Instructions for the task:
Find the line with "pub fn open(&mut" in the entries below, then reproduce it and every line after it down to and including the line with "self.source = name.into();", exactly.

Dataset excerpts:
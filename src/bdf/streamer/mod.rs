//! Streaming BDF reader
//!
//! [`BdfStreamReader`] walks a BDF file top to bottom: the MIME preamble,
//! the global XML header, then one subset (integration) at a time, each with
//! its own XML header and binary attachments. Only one subset, or one batch
//! of subsets, is held in memory at once.
//!
//! The reader is a state machine. Each public operation belongs to an
//! [`Operation`] class, and [`ReaderState::permits`] decides whether it may
//! run in the current [`ReaderState`]; anything else is a usage error.
//!
//! # Example
//! ```no_run
//! use almabdf::bdf::BdfStreamReader;
//!
//! let mut reader = BdfStreamReader::new();
//! reader.open("integrations.bdf")?;
//! println!("{} in mode {}", reader.title()?, reader.correlation_mode()?);
//! while reader.has_subset()? {
//!     let subset = reader.get_subset()?;
//!     println!("#{}: {} cross values", subset.integration_index(), subset.count(almabdf::bdf::AttachmentKind::CrossData));
//! }
//! reader.close();
//! # Ok::<(), almabdf::bdf::BdfError>(())
//! ```

use std::fs::File;
use std::io::{BufRead, BufReader};
use std::path::Path;

use log::{debug, info};

use crate::bdf::header::decode_global_header;
use crate::bdf::models::{
    AbortObservation, ByteOrder, CorrelationMode, CorrelatorType, GlobalDescriptor, ProcessorType,
    SpectralResolutionType, Subset,
};
use mime::is_mime_version_line;
use scanner::LineScanner;
use subset_part::{read_subset, SubsetContext};

pub use config::ReaderConfig;
pub use error::{BdfError, ErrorKind};
pub use iterators::SubsetIterator;
pub use mime::{
    attachment_from_location, boundary_from_content_type, split_header_field, BoundaryError,
};
pub use state::{Operation, ReaderState};

mod attachments;
mod config;
mod error;
mod iterators;
mod mime;
mod scanner;
mod state;
mod subset_part;


/// Streaming reader for BDF files
pub struct BdfStreamReader<R: BufRead = BufReader<File>> {
    config: ReaderConfig,
    state: ReaderState,
    source: String,
    scanner: Option<LineScanner<R>>,
    descriptor: Option<GlobalDescriptor>,
    top_boundary: String,
    integration_index: Option<usize>,
    current: Subset,
    batch: Vec<Subset>,
}

impl BdfStreamReader {
    /// Create a reader with the default scan bounds
    pub fn new() -> Self {
        Self::with_config(ReaderConfig::default())
    }

    /// Open a BDF file
    pub fn open(&mut self, path: impl AsRef<Path>) -> Result<(), BdfError> {
        self.check(Operation::Open)?;
        let path = path.as_ref();
        let file = File::open(path).map_err(|source| BdfError::Open {
            path: path.to_path_buf(),
            source,
        })?;
        self.open_reader(BufReader::new(file), path.display().to_string())
    }
}

impl Default for BdfStreamReader {
    fn default() -> Self {
        Self::new()
    }
}

impl<R: BufRead> BdfStreamReader<R> {
    /// Create a reader with explicit scan bounds
    pub fn with_config(config: ReaderConfig) -> Self {
        Self {
            config,
            state: ReaderState::NoStream,
            source: String::new(),
            scanner: None,
            descriptor: None,
            top_boundary: String::new(),
            integration_index: None,
            current: Subset::default(),
            batch: Vec::new(),
        }
    }

    /// Open any buffered byte source; `name` is used in log messages
    ///
    /// On failure the reader is left with no stream.
    pub fn open_reader(&mut self, source: R, name: impl Into<String>) -> Result<(), BdfError> {
        self.check(Operation::Open)?;
        self.source = name.into();

        let mut scanner = LineScanner::new(source);
        match read_preamble(&mut scanner, &self.config) {
            Ok((boundary, descriptor)) => {
                info!(
                    "opened '{}': {} {} stream, {}",
                    self.source,
                    descriptor.processor_type,
                    descriptor.correlation_mode,
                    match descriptor.declared_integration_count() {
                        Some(n) => format!("{} integrations declared", n),
                        None => "integration count not declared".to_string(),
                    }
                );
                self.top_boundary = boundary;
                self.descriptor = Some(descriptor);
                self.scanner = Some(scanner);
                self.integration_index = None;
                self.state = ReaderState::AtBeginning;
                Ok(())
            }
            Err(e) => {
                self.reset();
                Err(e)
            }
        }
    }

    /// Release every buffer and return to [`ReaderState::NoStream`]
    ///
    /// Always permitted, even after a failed read.
    pub fn close(&mut self) {
        if self.state != ReaderState::NoStream {
            info!("closing '{}'", self.source);
        }
        self.reset();
    }

    /// Current state of the reader
    pub fn state(&self) -> ReaderState {
        self.state
    }

    /// Scan bounds in use
    pub fn config(&self) -> &ReaderConfig {
        &self.config
    }

    /// Byte offset of the next unread byte, `None` if no stream is open
    pub fn position(&self) -> Option<u64> {
        self.scanner.as_ref().map(LineScanner::position)
    }

    /// Whether another subset follows
    ///
    /// Returns `false`, and moves to [`ReaderState::AtEnd`], once the closing
    /// top-level boundary has been reached.
    pub fn has_subset(&mut self) -> Result<bool, BdfError> {
        self.check(Operation::TestEnd)?;
        Ok(self.test_end())
    }

    /// Read the next subset
    ///
    /// The returned subset is reused by the next call; copy what you need
    /// before reading further.
    pub fn get_subset(&mut self) -> Result<&Subset, BdfError> {
        self.check(Operation::Read)?;
        let mut subset = std::mem::take(&mut self.current);
        let result = self.decode_next(&mut subset);
        self.current = subset;

        match result {
            Ok(()) => {
                self.state = ReaderState::Reading;
                Ok(&self.current)
            }
            Err(e) => {
                self.current.release();
                Err(e)
            }
        }
    }

    /// Read at most `n` subsets
    ///
    /// The previous batch is released first. The batch is shorter than `n`
    /// only when the stream ends.
    pub fn next_subsets(&mut self, n: usize) -> Result<&[Subset], BdfError> {
        self.check(Operation::ReadNext)?;
        self.fill_batch(n)
    }

    /// Read every remaining subset
    pub fn all_remaining_subsets(&mut self) -> Result<&[Subset], BdfError> {
        self.check(Operation::ReadAll)?;
        self.fill_batch(usize::MAX)
    }

    /// Read the next subset as an owned value, `None` at the end of the stream
    pub fn next_subset(&mut self) -> Result<Option<Subset>, BdfError> {
        self.check(Operation::TestEnd)?;
        if !self.test_end() {
            return Ok(None);
        }
        self.check(Operation::Read)?;
        let mut subset = Subset::default();
        self.decode_next(&mut subset)?;
        self.state = ReaderState::Reading;
        Ok(Some(subset))
    }

    /// Iterate over the remaining subsets, consuming the reader
    pub fn subsets(self) -> SubsetIterator<R> {
        SubsetIterator::new(self)
    }

    /// The decoded global header
    pub fn descriptor(&self) -> Result<&GlobalDescriptor, BdfError> {
        self.check(Operation::Query)?;
        self.descriptor.as_ref().ok_or(BdfError::Usage {
            operation: Operation::Query,
            state: self.state,
        })
    }

    /// Title of the data object
    pub fn title(&self) -> Result<&str, BdfError> {
        Ok(&self.descriptor()?.title)
    }

    /// Byte order of the binary attachments
    pub fn byte_order(&self) -> Result<ByteOrder, BdfError> {
        Ok(self.descriptor()?.byte_order)
    }

    /// Start time, in nanoseconds since the MJD epoch
    pub fn start_time(&self) -> Result<i64, BdfError> {
        Ok(self.descriptor()?.start_time)
    }

    /// Declared number of integrations, when the header announces one
    pub fn num_time(&self) -> Result<Option<u32>, BdfError> {
        Ok(self.descriptor()?.declared_integration_count())
    }

    /// Correlation mode
    pub fn correlation_mode(&self) -> Result<CorrelationMode, BdfError> {
        Ok(self.descriptor()?.correlation_mode)
    }

    /// Processor type
    pub fn processor_type(&self) -> Result<ProcessorType, BdfError> {
        Ok(self.descriptor()?.processor_type)
    }

    /// Correlator type, when declared
    pub fn correlator_type(&self) -> Result<Option<CorrelatorType>, BdfError> {
        Ok(self.descriptor()?.correlator_type)
    }

    /// Spectral resolution type, when declared
    pub fn spectral_resolution(&self) -> Result<Option<SpectralResolutionType>, BdfError> {
        Ok(self.descriptor()?.spectral_resolution)
    }

    /// Abort announced by the global header
    pub fn abort(&self) -> Result<Option<&AbortObservation>, BdfError> {
        Ok(self.descriptor()?.abort.as_ref())
    }

    fn check(&self, operation: Operation) -> Result<(), BdfError> {
        if self.state.permits(operation) {
            Ok(())
        } else {
            Err(BdfError::Usage {
                operation,
                state: self.state,
            })
        }
    }

    fn test_end(&mut self) -> bool {
        let at_end = self
            .scanner
            .as_ref()
            .map_or(true, |s| s.at_closing_boundary(&self.top_boundary));
        if at_end && self.state != ReaderState::AtEnd {
            info!(
                "end of '{}' after {} subsets",
                self.source,
                self.integration_index.map_or(0, |i| i + 1)
            );
            self.state = ReaderState::AtEnd;
        }
        !at_end
    }

    fn decode_next(&mut self, subset: &mut Subset) -> Result<(), BdfError> {
        let integration = self.integration_index.map_or(0, |i| i + 1);
        self.integration_index = Some(integration);

        let (Some(scanner), Some(descriptor)) = (self.scanner.as_mut(), self.descriptor.as_ref())
        else {
            return Err(BdfError::Usage {
                operation: Operation::Read,
                state: self.state,
            });
        };
        let ctx = SubsetContext {
            descriptor,
            config: &self.config,
            integration,
        };
        read_subset(scanner, &ctx, subset)
    }

    fn fill_batch(&mut self, n: usize) -> Result<&[Subset], BdfError> {
        self.batch.clear();
        while self.batch.len() < n && self.test_end() {
            let mut subset = Subset::default();
            if let Err(e) = self.decode_next(&mut subset) {
                self.batch.clear();
                return Err(e);
            }
            self.batch.push(subset);
            self.state = ReaderState::Reading;
        }
        debug!("batch of {} subsets from '{}'", self.batch.len(), self.source);
        Ok(&self.batch)
    }

    fn reset(&mut self) {
        self.current.release();
        self.batch.clear();
        self.scanner = None;
        self.descriptor = None;
        self.top_boundary.clear();
        self.integration_index = None;
        self.state = ReaderState::NoStream;
    }
}

/// Read the MIME preamble and the global header part
///
/// Leaves the scanner on the top boundary that follows the global header.
fn read_preamble<R: BufRead>(
    scanner: &mut LineScanner<R>,
    config: &ReaderConfig,
) -> Result<(String, GlobalDescriptor), BdfError> {
    if !is_mime_version_line(scanner.next_line()?) {
        return Err(BdfError::format(
            format!("expected 'MIME-Version: 1.0', found '{}'", scanner.current_line()),
            0,
        ));
    }

    let offset = scanner.position();
    let content_type = scanner.require_header_field("CONTENT-TYPE")?;
    let boundary = boundary_from_content_type(&content_type).map_err(|e| {
        BdfError::format(
            format!("{:?} boundary in top-level Content-Type '{}'", e, content_type),
            offset,
        )
    })?;
    debug!("top-level boundary '{}'", boundary);

    // Content-Description and Content-Location are not needed
    scanner.skip_until_empty_line(config.header_scan_lines)?;
    scanner.require_boundary(&boundary, config.header_scan_lines)?;
    scanner.skip_until_empty_line(config.header_scan_lines)?;

    let xml = scanner.accumulate_until_boundary(&boundary, config.body_scan_lines)?;
    let descriptor = decode_global_header(&xml).map_err(BdfError::GlobalHeader)?;
    Ok((boundary, descriptor))
}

Worked solution:
    pub fn open(&mut self, path: impl AsRef<Path>) -> Result<(), BdfError> {
        self.check(Operation::Open)?;
        let path = path.as_ref();
        let file = File::open(path).map_err(|source| BdfError::Open {
            path: path.to_path_buf(),
            source,
        })?;
        self.open_reader(BufReader::new(file), path.display().to_string())
    }
}

impl Default for BdfStreamReader {
    fn default() -> Self {
        Self::new()
    }
}

impl<R: BufRead> BdfStreamReader<R> {
    /// Create a reader with explicit scan bounds
    pub fn with_config(config: ReaderConfig) -> Self {
        Self {
            config,
            state: ReaderState::NoStream,
            source: String::new(),
            scanner: None,
            descriptor: None,
            top_boundary: String::new(),
            integration_index: None,
            current: Subset::default(),
            batch: Vec::new(),
        }
    }

    /// Open any buffered byte source; `name` is used in log messages
    ///
    /// On failure the reader is left with no stream.
    pub fn open_reader(&mut self, source: R, name: impl Into<String>) -> Result<(), BdfError> {
        self.check(Operation::Open)?;
        self.source = name.into();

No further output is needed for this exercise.